Right now, these woods are rolling across the top side of our planetary ball, which is leaning back from the sun as fully as it ever does. The coastal plain here alongside the Gulf of Maine is spinning its way eastward toward that midday moment when it faces the sun, slipping along there among the branches, as high as it will get on this winter solstice day, this sacred day when the long waning of daylight turns and begins waxing toward summer’s fullness.
The winter solstice is prime time for being able to see and feel the eternally tipped earth beneath us. For one day, its 23½ degree tilt (more than a quarter of the way to lying on its side!) is perfectly aligned with the sun—the Antarctic bathed in 24-hour sunshine and the Arctic never glimpsing its light. Those of us living between these polar extremes also experience the full extent of earth’s tilt, revealed here in New England by the sun’s low arc through the sky. Today’s solstice sun is less than half as high as where it stood a three months ago on the equinox noon; the fact that the earth is leaning far back from the Solar Heart is inescapable—obvious to eyes and geometry as well as in the cold air and the soft light brushing across the landscape.
This shortest-day, lowest-sun, backward-tipped moment is not only a touchstone of the seasonal cycle. It’s also—amazingly and coincidentally—the turning point of our Galactic Year, for the winter solstice portion of Earth’s orbit around the sun happens to take us through the place in space that lies on the far side of the sun from the center of the galaxy. So today—and for the week or so before and after solstice—the Galactic Heart sits nearly directly behind the sun in our winter sky; the Milky Way’s glorious splash of diffuse light, that starry trail that on summer nights draws our spirits out into the largest of our visible bodies—the galactic body—is today shining invisibly alongside the sun, and for a brief moment at midday this Galactic Heart and the Solar Heart meet our hearts as each local landscape in turn spins at twelve miles a minute across the sunward edge of the earth to face them.
It may feel startling or unfamiliar, but don’t let this rapid expansion of the horizon disorient you: all this attunement to the planetary, solar, and galactic bodies is simply a broader view of our familiar ways of connecting with—and being a part of—the place where we live. When we really notice the shapes and forms of the land and life around us, and the natural cycles and enduring relationships that tie it all together, we begin to appreciate the larger rhythms within which life springs forth, and so also come to feel the mystery of our lives as a barely perceptible—and cherished!—glimmer within a larger majesty.

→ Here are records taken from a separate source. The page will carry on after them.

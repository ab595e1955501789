//! Loyalty domain module: discount vouchers and the customer points ledger.

pub mod points;
pub mod voucher;

pub use points::{PointsAdjustment, PointsEntry, balance, points_for_spend};
pub use voucher::{Voucher, VoucherDraft, VoucherKind, VoucherPatch, normalize_code};
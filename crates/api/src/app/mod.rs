//! HTTP API application wiring (Axum router + service wiring).
//!
//! - `services.rs`: storage, response cache and session signer shared by handlers
//! - `routes/`: HTTP routes + handlers (one file per resource)
//! - `dto.rs`: request DTOs, list-query parsing and JSON mapping helpers
//! - `errors.rs`: consistent error responses

use std::sync::Arc;

use axum::{
    Extension, Router,
    routing::{get, post},
};
use tower::ServiceBuilder;

use crate::middleware;

pub mod dto;
pub mod errors;
pub mod routes;
pub mod services;

pub use services::AppServices;

/// Build the full HTTP router (public entrypoint used by `main.rs` and the
/// black-box tests).
pub fn build_app(services: Arc<AppServices>) -> Router {
    let auth_state = middleware::AuthState {
        jwt: services.jwt.clone(),
    };

    // Protected routes: require a session and carry owner context.
    let protected = routes::router().layer(axum::middleware::from_fn_with_state(
        auth_state,
        middleware::auth_middleware,
    ));

    Router::new()
        .route("/health", get(routes::system::health))
        .route("/auth/register", post(routes::auth::register))
        .route("/auth/login", post(routes::auth::login))
        .route("/auth/logout", post(routes::auth::logout))
        .merge(protected)
        .layer(
            ServiceBuilder::new()
                .layer(axum::middleware::from_fn(middleware::trace_requests))
                .layer(Extension(services)),
        )
}
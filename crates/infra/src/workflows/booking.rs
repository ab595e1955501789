//! Booking and rescheduling with staff double-booking checks.

use chrono::{DateTime, Utc};

use salonbook_appointments::{Appointment, AppointmentDraft, AppointmentPatch, find_staff_conflict};
use salonbook_catalog::ServiceItem;
use salonbook_core::{DomainError, OwnerId, RecordId};

use super::WorkflowResult;
use crate::repository::{ListQuery, Repository, RepositoryError};
use crate::stores::Stores;

pub const TOUCHES: &[&str] = &["appointments"];

async fn load_services(stores: &Stores, owner: OwnerId, ids: &[RecordId]) -> WorkflowResult<Vec<ServiceItem>> {
    let mut services = Vec::with_capacity(ids.len());
    for id in ids {
        let service = stores
            .services
            .get(owner, *id)
            .await?
            .ok_or_else(|| DomainError::validation(format!("service {id} does not exist")))?;
        service.ensure_bookable()?;
        services.push(service);
    }
    Ok(services)
}

async fn check_references(stores: &Stores, owner: OwnerId, appt: &Appointment) -> WorkflowResult<()> {
    if stores.customers.get(owner, appt.customer_id).await?.is_none() {
        return Err(DomainError::validation(format!("customer {} does not exist", appt.customer_id)).into());
    }
    if let Some(staff_id) = appt.staff_id {
        match stores.staff.get(owner, staff_id).await? {
            Some(s) if s.active => {}
            Some(s) => return Err(DomainError::invariant(format!("staff member {} is inactive", s.name)).into()),
            None => return Err(DomainError::validation(format!("staff member {staff_id} does not exist")).into()),
        }
    }
    Ok(())
}

async fn check_staff_calendar(stores: &Stores, owner: OwnerId, appt: &Appointment) -> WorkflowResult<()> {
    let Some(staff_id) = appt.staff_id else {
        return Ok(());
    };
    let booked = stores
        .appointments
        .list_all(
            owner,
            &ListQuery::new()
                .filter("staff_id", staff_id.to_string())
                .filter("status", "booked"),
        )
        .await?;
    if let Some(clash) = find_staff_conflict(appt, &booked) {
        return Err(RepositoryError::Conflict(format!(
            "staff member is already booked from {} to {}",
            clash.start_at.to_rfc3339(),
            clash.end_at.to_rfc3339()
        ))
        .into());
    }
    Ok(())
}

pub async fn book_appointment(
    stores: &Stores,
    owner: OwnerId,
    draft: AppointmentDraft,
    now: DateTime<Utc>,
) -> WorkflowResult<Appointment> {
    let tx = stores.begin().await?;
    let s = tx.stores();
    let services = load_services(s, owner, &draft.service_ids).await?;
    let appt = Appointment::book(owner, draft, &services, now)?;
    check_references(s, owner, &appt).await?;
    check_staff_calendar(s, owner, &appt).await?;
    let appt = s.appointments.insert(appt).await?;
    tx.commit().await?;
    Ok(appt)
}

pub async fn reschedule_appointment(
    stores: &Stores,
    owner: OwnerId,
    id: RecordId,
    patch: AppointmentPatch,
    now: DateTime<Utc>,
) -> WorkflowResult<Appointment> {
    let tx = stores.begin().await?;
    let s = tx.stores();
    let mut appt = s.appointments.require(owner, id).await?;
    let services = match &patch.service_ids {
        Some(ids) => load_services(s, owner, ids).await?,
        None => Vec::new(),
    };
    appt.apply_patch(patch, &services, now)?;
    check_references(s, owner, &appt).await?;
    check_staff_calendar(s, owner, &appt).await?;
    let appt = s.appointments.update(appt).await?;
    tx.commit().await?;
    Ok(appt)
}
//! One repository per resource, behind trait objects so the API runs the same
//! code against Postgres and in-memory storage.

use std::sync::Arc;

use sqlx::PgPool;
use tokio::sync::{Mutex, OwnedMutexGuard};

use salonbook_appointments::Appointment;
use salonbook_catalog::ServiceItem;
use salonbook_core::{OwnerId, RecordId};
use salonbook_customers::Customer;
use salonbook_finance::FinanceTransaction;
use salonbook_inventory::{StockItem, StockMovement};
use salonbook_loyalty::{PointsEntry, Voucher};
use salonbook_settings::BusinessSettings;
use salonbook_staff::{AttendanceRecord, PayrollRecord, StaffMember};

use crate::accounts::{AccountStore, InMemoryAccountStore, PgAccountStore};
use crate::repository::postgres::{PgBackend, SharedTransaction, map_sqlx_error};
use crate::repository::{InMemoryRepository, PgRepository, Repository, RepositoryError};

/// How [`Stores::begin`] groups writes.
#[derive(Clone)]
enum Units {
    /// In memory: one unit of work at a time.
    Serialized(Arc<Mutex<()>>),
    /// One Postgres transaction per unit of work.
    Postgres(Arc<PgPool>),
    /// Already inside a unit of work; nested ones join it.
    Joined,
}

#[derive(Clone)]
pub struct Stores {
    pub accounts: Arc<dyn AccountStore>,
    pub customers: Arc<dyn Repository<Customer>>,
    pub services: Arc<dyn Repository<ServiceItem>>,
    pub appointments: Arc<dyn Repository<Appointment>>,
    pub staff: Arc<dyn Repository<StaffMember>>,
    pub attendance: Arc<dyn Repository<AttendanceRecord>>,
    pub payroll: Arc<dyn Repository<PayrollRecord>>,
    pub inventory: Arc<dyn Repository<StockItem>>,
    pub stock_movements: Arc<dyn Repository<StockMovement>>,
    pub vouchers: Arc<dyn Repository<Voucher>>,
    pub points: Arc<dyn Repository<PointsEntry>>,
    pub finance: Arc<dyn Repository<FinanceTransaction>>,
    pub settings: Arc<dyn Repository<BusinessSettings>>,
    units: Units,
}

impl Stores {
    pub fn in_memory() -> Self {
        Self {
            accounts: Arc::new(InMemoryAccountStore::new()),
            customers: Arc::new(InMemoryRepository::new()),
            services: Arc::new(InMemoryRepository::new()),
            appointments: Arc::new(InMemoryRepository::new()),
            staff: Arc::new(InMemoryRepository::new()),
            attendance: Arc::new(InMemoryRepository::new()),
            payroll: Arc::new(InMemoryRepository::new()),
            inventory: Arc::new(InMemoryRepository::new()),
            stock_movements: Arc::new(InMemoryRepository::new()),
            vouchers: Arc::new(InMemoryRepository::new()),
            points: Arc::new(InMemoryRepository::new()),
            finance: Arc::new(InMemoryRepository::new()),
            settings: Arc::new(InMemoryRepository::new()),
            units: Units::Serialized(Arc::new(Mutex::new(()))),
        }
    }

    pub fn postgres(pool: Arc<PgPool>) -> Self {
        let mut stores = Self::on_backend(PgBackend::Pool(pool.clone()), Arc::new(PgAccountStore::new(pool.clone())));
        stores.units = Units::Postgres(pool);
        stores
    }

    fn on_backend(backend: PgBackend, accounts: Arc<dyn AccountStore>) -> Self {
        Self {
            accounts,
            customers: Arc::new(PgRepository::with_backend(backend.clone())),
            services: Arc::new(PgRepository::with_backend(backend.clone())),
            appointments: Arc::new(PgRepository::with_backend(backend.clone())),
            staff: Arc::new(PgRepository::with_backend(backend.clone())),
            attendance: Arc::new(PgRepository::with_backend(backend.clone())),
            payroll: Arc::new(PgRepository::with_backend(backend.clone())),
            inventory: Arc::new(PgRepository::with_backend(backend.clone())),
            stock_movements: Arc::new(PgRepository::with_backend(backend.clone())),
            vouchers: Arc::new(PgRepository::with_backend(backend.clone())),
            points: Arc::new(PgRepository::with_backend(backend.clone())),
            finance: Arc::new(PgRepository::with_backend(backend.clone())),
            settings: Arc::new(PgRepository::with_backend(backend)),
            units: Units::Joined,
        }
    }

    /// Start a unit of work.
    ///
    /// Against Postgres the returned stores share one transaction, rolled
    /// back unless [`StoreTx::commit`] runs. In memory, units of work run one
    /// at a time and writes land immediately.
    pub async fn begin(&self) -> Result<StoreTx, RepositoryError> {
        match &self.units {
            Units::Serialized(lock) => {
                let guard = lock.clone().lock_owned().await;
                let mut stores = self.clone();
                stores.units = Units::Joined;
                Ok(StoreTx { stores, finish: Finish::Release { _guard: guard } })
            }
            Units::Postgres(pool) => {
                let tx = pool.begin().await.map_err(|e| map_sqlx_error("begin", e))?;
                let shared: SharedTransaction = Arc::new(Mutex::new(Some(tx)));
                let stores = Self::on_backend(PgBackend::Transaction(shared.clone()), self.accounts.clone());
                Ok(StoreTx { stores, finish: Finish::Commit(shared) })
            }
            Units::Joined => Ok(StoreTx { stores: self.clone(), finish: Finish::Outer }),
        }
    }

    /// Saved settings, or the defaults when the owner never saved any.
    pub async fn settings_for(&self, owner: OwnerId) -> Result<BusinessSettings, RepositoryError> {
        let id = RecordId::singleton_for(owner);
        Ok(self
            .settings
            .get(owner, id)
            .await?
            .unwrap_or_else(|| BusinessSettings::defaults_for(owner)))
    }

    /// Insert or replace the owner's settings record.
    pub async fn save_settings(&self, settings: BusinessSettings) -> Result<BusinessSettings, RepositoryError> {
        match self.settings.get(settings.owner_id, settings.id).await? {
            Some(_) => self.settings.update(settings).await,
            None => self.settings.insert(settings).await,
        }
    }
}

enum Finish {
    Release { _guard: OwnedMutexGuard<()> },
    Commit(SharedTransaction),
    Outer,
}

/// An open unit of work from [`Stores::begin`]. Dropping it without
/// committing rolls a Postgres transaction back.
pub struct StoreTx {
    stores: Stores,
    finish: Finish,
}

impl StoreTx {
    pub fn stores(&self) -> &Stores {
        &self.stores
    }

    pub async fn commit(self) -> Result<(), RepositoryError> {
        match self.finish {
            Finish::Commit(shared) => {
                let tx = shared.lock().await.take();
                match tx {
                    Some(tx) => tx.commit().await.map_err(|e| map_sqlx_error("commit", e)),
                    None => Ok(()),
                }
            }
            Finish::Release { .. } | Finish::Outer => Ok(()),
        }
    }
}
use serde::{Deserialize, Serialize};

use salonbook_core::{OwnerId, UserId};

/// Identity of an authenticated principal: the account's user id.
pub type PrincipalId = UserId;

/// A principal's membership in an owner's business.
///
/// This is an authorization boundary object: it states *which owner* the
/// principal is acting for and which roles/permissions are granted there.
#[derive(Debug, Clone, PartialEq, Eq, Serialize, Deserialize)]
pub struct OwnerMembership {
    pub owner_id: OwnerId,
    pub roles: Vec<crate::Role>,
    pub permissions: Vec<crate::Permission>,
}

As always, it is our lived experience in the world that connects us to the spiritual heart of the matter. My neural-laced body—tender skin stretched around juicy meat and articulated bone—wakes each day as part of a blooming, buzzing collusion of soil, water, and embracing air wrapped close around its earthly ground, a just-right goldilocks world where creation flares forth with all of its inherent intelligence and symbiotic design, opening into pine needles and tumbling streams, root hairs and auroral ripples, hooting gibbons and seabottom vents, ant colonies and sky-shaking storms, moon-tugged tides and all the shapes and sounds of human societies.
We humans have long recognized our embeddedness within the natural world; this unity comes alive in a new and radically expansive way as I begin to see and feel my place on the earth spinning along in its eternal circle dance with the sun, each of my days enlivened by that generous, infinite source that has forever called the human spirit forth.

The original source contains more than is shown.